For the entries that follow, tally the lines holding the string "MAXFILE". Give the total and nothing else.
═══ INPUT ═══
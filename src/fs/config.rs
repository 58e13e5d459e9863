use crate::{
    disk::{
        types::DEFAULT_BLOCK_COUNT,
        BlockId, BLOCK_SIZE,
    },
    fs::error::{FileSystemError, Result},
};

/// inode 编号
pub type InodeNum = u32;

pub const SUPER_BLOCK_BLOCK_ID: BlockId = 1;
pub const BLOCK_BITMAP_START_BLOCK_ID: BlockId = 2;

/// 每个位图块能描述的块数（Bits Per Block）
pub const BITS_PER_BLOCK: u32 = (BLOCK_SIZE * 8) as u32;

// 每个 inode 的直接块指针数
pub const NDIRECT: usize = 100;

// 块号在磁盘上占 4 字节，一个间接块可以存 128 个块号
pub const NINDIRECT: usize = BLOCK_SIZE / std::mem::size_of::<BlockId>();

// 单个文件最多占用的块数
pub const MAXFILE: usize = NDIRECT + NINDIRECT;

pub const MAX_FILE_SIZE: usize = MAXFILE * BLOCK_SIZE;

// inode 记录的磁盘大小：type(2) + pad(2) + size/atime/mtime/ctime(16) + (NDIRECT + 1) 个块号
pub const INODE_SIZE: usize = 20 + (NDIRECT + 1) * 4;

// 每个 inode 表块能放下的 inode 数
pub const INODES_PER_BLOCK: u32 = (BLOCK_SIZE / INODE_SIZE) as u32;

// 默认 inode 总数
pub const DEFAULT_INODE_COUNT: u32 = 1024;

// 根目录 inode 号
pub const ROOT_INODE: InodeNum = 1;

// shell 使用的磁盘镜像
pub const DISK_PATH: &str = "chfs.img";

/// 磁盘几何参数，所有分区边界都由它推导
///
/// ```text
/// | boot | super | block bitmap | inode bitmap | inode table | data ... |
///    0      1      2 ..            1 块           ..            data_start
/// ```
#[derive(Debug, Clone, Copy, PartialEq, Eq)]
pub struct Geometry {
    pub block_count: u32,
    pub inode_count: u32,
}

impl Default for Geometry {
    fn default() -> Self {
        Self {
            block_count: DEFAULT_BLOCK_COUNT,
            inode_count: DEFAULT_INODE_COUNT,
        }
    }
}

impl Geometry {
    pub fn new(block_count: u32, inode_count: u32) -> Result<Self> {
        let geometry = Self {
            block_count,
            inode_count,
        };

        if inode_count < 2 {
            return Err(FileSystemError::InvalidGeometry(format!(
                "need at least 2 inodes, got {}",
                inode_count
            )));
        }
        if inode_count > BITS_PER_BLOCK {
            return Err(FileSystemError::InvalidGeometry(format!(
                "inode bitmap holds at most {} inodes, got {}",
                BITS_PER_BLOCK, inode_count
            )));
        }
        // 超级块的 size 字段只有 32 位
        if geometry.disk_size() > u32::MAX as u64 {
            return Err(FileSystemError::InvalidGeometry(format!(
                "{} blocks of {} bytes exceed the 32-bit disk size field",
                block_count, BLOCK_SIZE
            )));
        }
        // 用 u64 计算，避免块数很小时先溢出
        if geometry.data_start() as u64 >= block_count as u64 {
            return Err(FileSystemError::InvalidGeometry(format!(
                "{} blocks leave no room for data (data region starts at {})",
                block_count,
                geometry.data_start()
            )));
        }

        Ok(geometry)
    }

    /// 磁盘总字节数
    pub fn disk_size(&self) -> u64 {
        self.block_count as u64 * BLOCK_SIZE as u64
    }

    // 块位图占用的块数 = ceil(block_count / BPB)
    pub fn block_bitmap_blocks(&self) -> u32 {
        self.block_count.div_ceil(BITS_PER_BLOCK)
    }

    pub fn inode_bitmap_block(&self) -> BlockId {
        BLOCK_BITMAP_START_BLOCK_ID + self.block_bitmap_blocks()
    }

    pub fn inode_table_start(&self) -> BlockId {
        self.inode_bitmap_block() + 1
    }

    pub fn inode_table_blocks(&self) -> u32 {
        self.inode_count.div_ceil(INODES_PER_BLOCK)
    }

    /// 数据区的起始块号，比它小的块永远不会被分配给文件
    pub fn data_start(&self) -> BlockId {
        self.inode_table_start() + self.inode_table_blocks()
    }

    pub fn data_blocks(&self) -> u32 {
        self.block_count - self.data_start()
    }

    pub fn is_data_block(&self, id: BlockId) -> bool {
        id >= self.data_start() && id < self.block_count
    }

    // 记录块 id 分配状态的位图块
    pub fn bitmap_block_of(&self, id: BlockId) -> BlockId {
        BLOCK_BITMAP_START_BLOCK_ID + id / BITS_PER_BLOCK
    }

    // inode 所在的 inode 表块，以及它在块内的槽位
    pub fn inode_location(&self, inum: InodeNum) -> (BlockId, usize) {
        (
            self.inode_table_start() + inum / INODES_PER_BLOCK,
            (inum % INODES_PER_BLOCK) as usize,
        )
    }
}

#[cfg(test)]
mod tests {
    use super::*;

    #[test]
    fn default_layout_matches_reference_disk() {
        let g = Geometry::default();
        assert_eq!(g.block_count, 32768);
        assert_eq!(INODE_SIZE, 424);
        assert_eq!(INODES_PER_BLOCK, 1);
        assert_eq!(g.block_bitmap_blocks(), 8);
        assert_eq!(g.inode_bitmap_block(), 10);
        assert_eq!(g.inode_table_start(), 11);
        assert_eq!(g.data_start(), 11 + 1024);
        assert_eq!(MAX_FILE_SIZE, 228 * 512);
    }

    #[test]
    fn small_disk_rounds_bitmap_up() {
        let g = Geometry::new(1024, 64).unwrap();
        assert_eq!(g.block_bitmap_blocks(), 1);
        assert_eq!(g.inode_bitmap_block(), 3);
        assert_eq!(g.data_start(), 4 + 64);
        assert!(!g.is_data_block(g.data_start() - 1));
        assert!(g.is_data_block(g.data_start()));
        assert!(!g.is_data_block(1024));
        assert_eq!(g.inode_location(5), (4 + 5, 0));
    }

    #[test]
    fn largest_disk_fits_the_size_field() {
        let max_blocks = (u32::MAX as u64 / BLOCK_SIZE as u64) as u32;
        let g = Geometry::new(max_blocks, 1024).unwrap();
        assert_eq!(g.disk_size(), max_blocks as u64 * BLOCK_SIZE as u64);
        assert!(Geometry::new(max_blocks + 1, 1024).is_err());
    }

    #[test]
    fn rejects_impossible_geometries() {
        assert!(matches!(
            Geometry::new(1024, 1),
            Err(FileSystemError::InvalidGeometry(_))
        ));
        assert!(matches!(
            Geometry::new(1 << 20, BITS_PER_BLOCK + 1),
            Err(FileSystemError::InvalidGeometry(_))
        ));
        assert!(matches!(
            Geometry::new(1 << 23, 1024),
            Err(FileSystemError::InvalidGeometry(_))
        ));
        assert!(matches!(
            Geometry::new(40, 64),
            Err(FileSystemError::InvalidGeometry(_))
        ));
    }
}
═══
* EXPECTED ANSWER *
2